Auf unserem Weg nach Süden, die Hänge des Himalaya hinunter, fährt der Bus durch Serpentinen. Einige Straßenabschnitte haben auf der einen Seite himmelhohe Felswände und auf der anderen Seite steile Abgründe. Andere Straßenabschnitte sind eng und ungesichert. Der Bus fährt sehr langsam, so dass ich allmählich ein sicheres Gefühl bekomme. Das Vertrauen in das Können des Fahrers wächst.
Immer wieder begegnen uns bunte Lkw mit Gardinen hinter den Scheiben, an denen alle Handbreit eine Bommel baumelt. Wenn sie an uns vorbeifahren, von Indien kommend oder dorthin fahrend, sind oft nur wenige Zentimeter Platz, aber die Fahrer sind das gewohnt und meistern solche Situationen gekonnt.
Je weiter südlich wir kommen, desto grüner wird die Landschaft und desto höher wachsen die Pflanzen. Es fühlt sich mehr und mehr nach Dschungel an. Auch das Thermometer klettert über 30 Grad. Die Luftfeuchtigkeit steigt in Bereiche, in denen nichts mehr trocken bleibt.
Gegen Abend haben wir endlich unser Ziel erreicht. Der Bus hält in einem Dorf der Tharu. Wir steigen aus und recken unsere Glieder. Der Fahrer und der Guide kümmern sich um das Abladen des Gepäcks. Ich nehme meinen Koffer in Empfang. Dann kommt auch schon eine Frau in einem bestickten Sari aus einem Haus auf unsere Reisegruppe zu. Wir werden zu Zweit auf die Gastfamilien aufgeteilt und zu ihnen hingeführt. Dort gibt es ein schüchternes "Hello".

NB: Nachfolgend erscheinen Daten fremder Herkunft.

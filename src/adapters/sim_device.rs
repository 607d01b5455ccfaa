//! Simulated feeder device.
//!
//! Plays the hardware side of the shared store for the operator console:
//! picks up `commands/mode`, counts down `data/countdown_remaining`, and
//! drifts `status/stock_remaining` towards empty as portions drop.
//!
//! Not part of the engine; it only talks to a [`MemoryStore`].

use std::sync::Arc;
use std::sync::atomic::{AtomicBool, Ordering};
use std::thread;
use std::time::Duration;

use log::{debug, info};
use serde_json::Value;

use super::memory_store::MemoryStore;
use crate::paths;

/// Sensor units added to the stock reading per dropped portion.
const PORTION: f64 = 0.35;
/// Interval used when `commands/countdown` was never set.
const DEFAULT_INTERVAL_SECS: u64 = 4 * 3600;

pub struct SimulatedFeeder {
    store: MemoryStore,
    capacity: f64,
}

impl SimulatedFeeder {
    pub fn new(store: MemoryStore, capacity: f64) -> Self {
        Self { store, capacity }
    }

    /// Advance the device by `elapsed_secs`.
    pub fn step(&mut self, elapsed_secs: u64) {
        match self.read_u64(paths::COMMAND_MODE) {
            Some(m) if m == paths::MODE_MANUAL_FEED as u64 => {
                info!("SimDevice: manual feed");
                self.drop_portion();
                self.store.set(paths::COMMAND_MODE, Value::from(0));
            }
            Some(m) if m == paths::MODE_FLUSH as u64 => {
                info!("SimDevice: flush cycle");
                self.store.set(paths::COMMAND_MODE, Value::from(0));
            }
            _ => {}
        }

        let remaining = self.read_u64(paths::COUNTDOWN_REMAINING).unwrap_or(0);
        if remaining > elapsed_secs {
            self.store
                .set(paths::COUNTDOWN_REMAINING, Value::from(remaining - elapsed_secs));
            return;
        }

        info!("SimDevice: scheduled feed");
        self.drop_portion();
        let drops = self.read_u64(paths::DROPS_TODAY).unwrap_or(0);
        self.store.set(paths::DROPS_TODAY, Value::from(drops + 1));
        let interval = self
            .read_u64(paths::COMMAND_COUNTDOWN)
            .filter(|&s| s > 0)
            .unwrap_or(DEFAULT_INTERVAL_SECS);
        self.store.set(paths::COUNTDOWN_REMAINING, Value::from(interval));
    }

    /// Top the container back up.
    pub fn refill(&mut self, reading: f64) {
        info!("SimDevice: refilled");
        self.store.set(paths::STOCK_REMAINING, Value::from(reading));
    }

    /// Step once a second until `stop` is raised.
    pub fn run(mut self, stop: Arc<AtomicBool>) {
        while !stop.load(Ordering::Relaxed) {
            thread::sleep(Duration::from_secs(1));
            self.step(1);
        }
        debug!("SimDevice: stopped");
    }

    fn drop_portion(&mut self) {
        let stock = self
            .store
            .get(paths::STOCK_REMAINING)
            .as_ref()
            .and_then(paths::as_number)
            .unwrap_or(0.0);
        let next = (stock + PORTION).min(self.capacity);
        self.store.set(paths::STOCK_REMAINING, Value::from(next));
    }

    fn read_u64(&self, path: &str) -> Option<u64> {
        self.store.get(path).as_ref().and_then(paths::as_count)
    }
}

Die Familien haben strohgedeckte Hütten neben die ihren errichtet mit angeschlossenem Badezimmer. Diese Bezeichnung mag auf Europäer vielleicht hochtrabend wirken, denn fließendes Wasser findet man hier in keiner Hütte. Ansonsten gibt es bequeme Betten, Moskitonetze und Deckenventilatoren. Die Toiletten sind Plumpsklos an der Hüttenwand.
Bald werden wir in die Hütten zu den Familien eingeladen und setzen uns im Kreis auf den Boden. Ich sehe, dass die Menschen den Schneidersitz bevorzugen und setze mich genauso hin. Dann erhält jeder eine Schale mit Reis, Hähnchenfleisch und einer scharfen Soße. Aufschauend erkenne ich, dass die Leute mit den Fingern Reisbällchen formen und sie dann in ihren Mund befördern.
Mit der Zeit werden meine Finger klebrig davon, aber nach der Mahlzeit erhält jeder eine Schale Wasser und ein Gästetuch. Danach wird hier geschlafen. Die Abenddämmerung hat auch schon eingesetzt und das Geräusch des Dschungels ändert sich allmählich. Wir gehen in unsere Hütte und lassen das Moskitonetz herunter. Bald bin ich eingeschlafen.
Am nächsten Morgen wecken mich die lauten Geräusche des erwachten Dschungels. Lange sträube ich mich dagegen, aber irgendwann öffne ich doch die Augen. Wir kleiden uns an, nachdem eine junge Frau zur Tür unserer Hütte hereingeschaut hat. Sie hat irgendetwas auf Nepali gesagt, oder ist es Hindi gewesen? Hier im Grenzgebiet bin ich mir nicht sicher. Dabei hat sie die gefalteten Hände zum Kinn gehoben und mit dem Kopf lächelnd genickt.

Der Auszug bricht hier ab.